WORK ITEM: Scan the entries for "since". Every line that holds it is to be copied.
[RECORDED INFORMATION]
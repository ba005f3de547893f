use anyhow::Context;
use sqlx::PgPool;
use time::OffsetDateTime;
use uuid::Uuid;

use super::repo_types::{Chat, Message, MessageRole};

const MESSAGE_COLUMNS: &str = "id, chat_id, user_id, content, role, reply_to, created_at";

pub async fn list_by_user(db: &PgPool, user_id: Uuid) -> sqlx::Result<Vec<Chat>> {
    sqlx::query_as::<_, Chat>(
        r#"
        SELECT id, user_id, title, last_message_at, created_at
          FROM chats
         WHERE user_id = $1
         ORDER BY last_message_at DESC
        "#,
    )
    .bind(user_id)
    .fetch_all(db)
    .await
}

pub async fn find(db: &PgPool, chat_id: Uuid) -> sqlx::Result<Option<Chat>> {
    sqlx::query_as::<_, Chat>(
        "SELECT id, user_id, title, last_message_at, created_at FROM chats WHERE id = $1",
    )
    .bind(chat_id)
    .fetch_optional(db)
    .await
}

/// The chat, only when `user_id` owns it.
pub async fn find_owned(db: &PgPool, chat_id: Uuid, user_id: Uuid) -> sqlx::Result<Option<Chat>> {
    Ok(find(db, chat_id).await?.filter(|c| c.user_id == user_id))
}

pub async fn create(db: &PgPool, user_id: Uuid, title: &str, now: OffsetDateTime) -> sqlx::Result<Chat> {
    sqlx::query_as::<_, Chat>(
        r#"
        INSERT INTO chats (user_id, title, last_message_at, created_at)
        VALUES ($1, $2, $3, $3)
        RETURNING id, user_id, title, last_message_at, created_at
        "#,
    )
    .bind(user_id)
    .bind(title)
    .bind(now)
    .fetch_one(db)
    .await
}

/// Removes the chat and every message in it.
pub async fn delete_with_messages(db: &PgPool, chat_id: Uuid) -> anyhow::Result<()> {
    let mut tx = db.begin().await.context("begin tx")?;
    sqlx::query("DELETE FROM messages WHERE chat_id = $1")
        .bind(chat_id)
        .execute(&mut *tx)
        .await
        .context("delete messages")?;
    sqlx::query("DELETE FROM chats WHERE id = $1")
        .bind(chat_id)
        .execute(&mut *tx)
        .await
        .context("delete chat")?;
    tx.commit().await.context("commit tx")?;
    Ok(())
}

/// All messages of a chat, oldest first.
pub async fn list_messages(db: &PgPool, chat_id: Uuid) -> sqlx::Result<Vec<Message>> {
    sqlx::query_as::<_, Message>(&format!(
        "SELECT {MESSAGE_COLUMNS} FROM messages WHERE chat_id = $1 ORDER BY created_at ASC, id ASC"
    ))
    .bind(chat_id)
    .fetch_all(db)
    .await
}

/// Appends a user message and bumps the chat's activity time in one transaction.
pub async fn append_user_message(
    db: &PgPool,
    chat: &Chat,
    content: &str,
    now: OffsetDateTime,
) -> anyhow::Result<Message> {
    let mut tx = db.begin().await.context("begin tx")?;
    let message = sqlx::query_as::<_, Message>(&format!(
        r#"
        INSERT INTO messages (chat_id, user_id, content, role, created_at)
        VALUES ($1, $2, $3, $4, $5)
        RETURNING {MESSAGE_COLUMNS}
        "#
    ))
    .bind(chat.id)
    .bind(chat.user_id)
    .bind(content)
    .bind(MessageRole::User)
    .bind(now)
    .fetch_one(&mut *tx)
    .await
    .context("insert user message")?;

    touch_chat(&mut tx, chat.id, now).await?;
    tx.commit().await.context("commit tx")?;
    Ok(message)
}

/// Stores the assistant reply to `reply_to`.
///
/// Returns `None` without writing when the chat is gone or the trigger message
/// already has a reply.
pub async fn append_assistant_reply(
    db: &PgPool,
    chat_id: Uuid,
    reply_to: Uuid,
    content: &str,
    now: OffsetDateTime,
) -> anyhow::Result<Option<Message>> {
    let mut tx = db.begin().await.context("begin tx")?;
    let inserted = sqlx::query_as::<_, Message>(&format!(
        r#"
        INSERT INTO messages (chat_id, user_id, content, role, reply_to, created_at)
        SELECT c.id, c.user_id, $3, $4, $2, $5
          FROM chats c
         WHERE c.id = $1
        ON CONFLICT (reply_to) DO NOTHING
        RETURNING {MESSAGE_COLUMNS}
        "#
    ))
    .bind(chat_id)
    .bind(reply_to)
    .bind(content)
    .bind(MessageRole::Assistant)
    .bind(now)
    .fetch_optional(&mut *tx)
    .await
    .context("insert assistant reply")?;

    if inserted.is_some() {
        touch_chat(&mut tx, chat_id, now).await?;
    }
    tx.commit().await.context("commit tx")?;
    Ok(inserted)
}

pub async fn has_reply(db: &PgPool, message_id: Uuid) -> sqlx::Result<bool> {
    sqlx::query_scalar::<_, bool>("SELECT EXISTS (SELECT 1 FROM messages WHERE reply_to = $1)")
        .bind(message_id)
        .fetch_one(db)
        .await
}

/// `(chat_id, message_id)` of user messages created in `(since, until]` that never got a reply.
pub async fn unanswered_between(
    db: &PgPool,
    since: OffsetDateTime,
    until: OffsetDateTime,
) -> sqlx::Result<Vec<(Uuid, Uuid)>> {
    sqlx::query_as::<_, (Uuid, Uuid)>(
        r#"
        SELECT m.chat_id, m.id
          FROM messages m
         WHERE m.role = 'user'
           AND m.created_at > $1
           AND m.created_at <= $2
           AND NOT EXISTS (SELECT 1 FROM messages r WHERE r.reply_to = m.id)
         ORDER BY m.created_at ASC
        "#,
    )
    .bind(since)
    .bind(until)
    .fetch_all(db)
    .await
}

async fn touch_chat(
    tx: &mut sqlx::Transaction<'_, sqlx::Postgres>,
    chat_id: Uuid,
    now: OffsetDateTime,
) -> anyhow::Result<()> {
    sqlx::query("UPDATE chats SET last_message_at = $2 WHERE id = $1")
        .bind(chat_id)
        .bind(now)
        .execute(&mut **tx)
        .await
        .context("update chat last_message_at")?;
    Ok(())
}

#[cfg(test)]
pub(crate) mod tests {
    use super::*;
    use crate::auth::repo_types::User;
    use time::Duration;

    pub(crate) async fn seed_user(db: &PgPool, email: &str) -> Uuid {
        User::create(db, email, None, "not-a-real-hash").await.unwrap().id
    }

    pub(crate) async fn seed_chat(db: &PgPool, user_id: Uuid) -> Chat {
        create(db, user_id, "Chat", OffsetDateTime::now_utc() - Duration::hours(1))
            .await
            .unwrap()
    }

    async fn message_count(db: &PgPool, chat_id: Uuid) -> i64 {
        sqlx::query_scalar("SELECT COUNT(*) FROM messages WHERE chat_id = $1")
            .bind(chat_id)
            .fetch_one(db)
            .await
            .unwrap()
    }

    #[sqlx::test(migrations = "./migrations")]
    async fn delete_leaves_no_orphan_messages(db: PgPool) {
        let user = seed_user(&db, "tidy@buddy.chat").await;
        let chat = seed_chat(&db, user).await;
        let kept = seed_chat(&db, user).await;
        let now = OffsetDateTime::now_utc();
        let asked = append_user_message(&db, &chat, "hello", now).await.unwrap();
        append_assistant_reply(&db, chat.id, asked.id, "hey!", now).await.unwrap();
        append_user_message(&db, &kept, "other chat", now).await.unwrap();

        delete_with_messages(&db, chat.id).await.unwrap();

        assert!(find(&db, chat.id).await.unwrap().is_none());
        assert_eq!(message_count(&db, chat.id).await, 0);
        assert_eq!(message_count(&db, kept.id).await, 1);
    }

    #[sqlx::test(migrations = "./migrations")]
    async fn user_message_bumps_last_activity(db: PgPool) {
        let user = seed_user(&db, "busy@buddy.chat").await;
        let chat = seed_chat(&db, user).await;
        let now = OffsetDateTime::now_utc();

        append_user_message(&db, &chat, "hi", now).await.unwrap();

        let stored = find(&db, chat.id).await.unwrap().unwrap();
        assert!(stored.last_message_at > chat.last_message_at);
    }

    #[sqlx::test(migrations = "./migrations")]
    async fn second_reply_to_same_message_is_dropped(db: PgPool) {
        let user = seed_user(&db, "twice@buddy.chat").await;
        let chat = seed_chat(&db, user).await;
        let now = OffsetDateTime::now_utc();
        let asked = append_user_message(&db, &chat, "hello?", now).await.unwrap();

        let first = append_assistant_reply(&db, chat.id, asked.id, "hey!", now).await.unwrap();
        let second = append_assistant_reply(&db, chat.id, asked.id, "hey again!", now).await.unwrap();

        assert!(first.is_some());
        assert!(second.is_none());
        assert!(has_reply(&db, asked.id).await.unwrap());
        let replies: Vec<_> = list_messages(&db, chat.id)
            .await
            .unwrap()
            .into_iter()
            .filter(|m| m.role == MessageRole::Assistant)
            .collect();
        assert_eq!(replies.len(), 1);
        assert_eq!(replies[0].content, "hey!");
        assert_eq!(replies[0].reply_to, Some(asked.id));
    }

    #[sqlx::test(migrations = "./migrations")]
    async fn reply_to_deleted_chat_writes_nothing(db: PgPool) {
        let user = seed_user(&db, "gone@buddy.chat").await;
        let chat = seed_chat(&db, user).await;
        let now = OffsetDateTime::now_utc();
        let asked = append_user_message(&db, &chat, "bye", now).await.unwrap();
        delete_with_messages(&db, chat.id).await.unwrap();

        let stored = append_assistant_reply(&db, chat.id, asked.id, "wait!", now).await.unwrap();

        assert!(stored.is_none());
        assert_eq!(message_count(&db, chat.id).await, 0);
    }
}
[/RECORDED INFORMATION]
THE ANSWER:
/// `(chat_id, message_id)` of user messages created in `(since, until]` that never got a reply.
    since: OffsetDateTime,
    .bind(since)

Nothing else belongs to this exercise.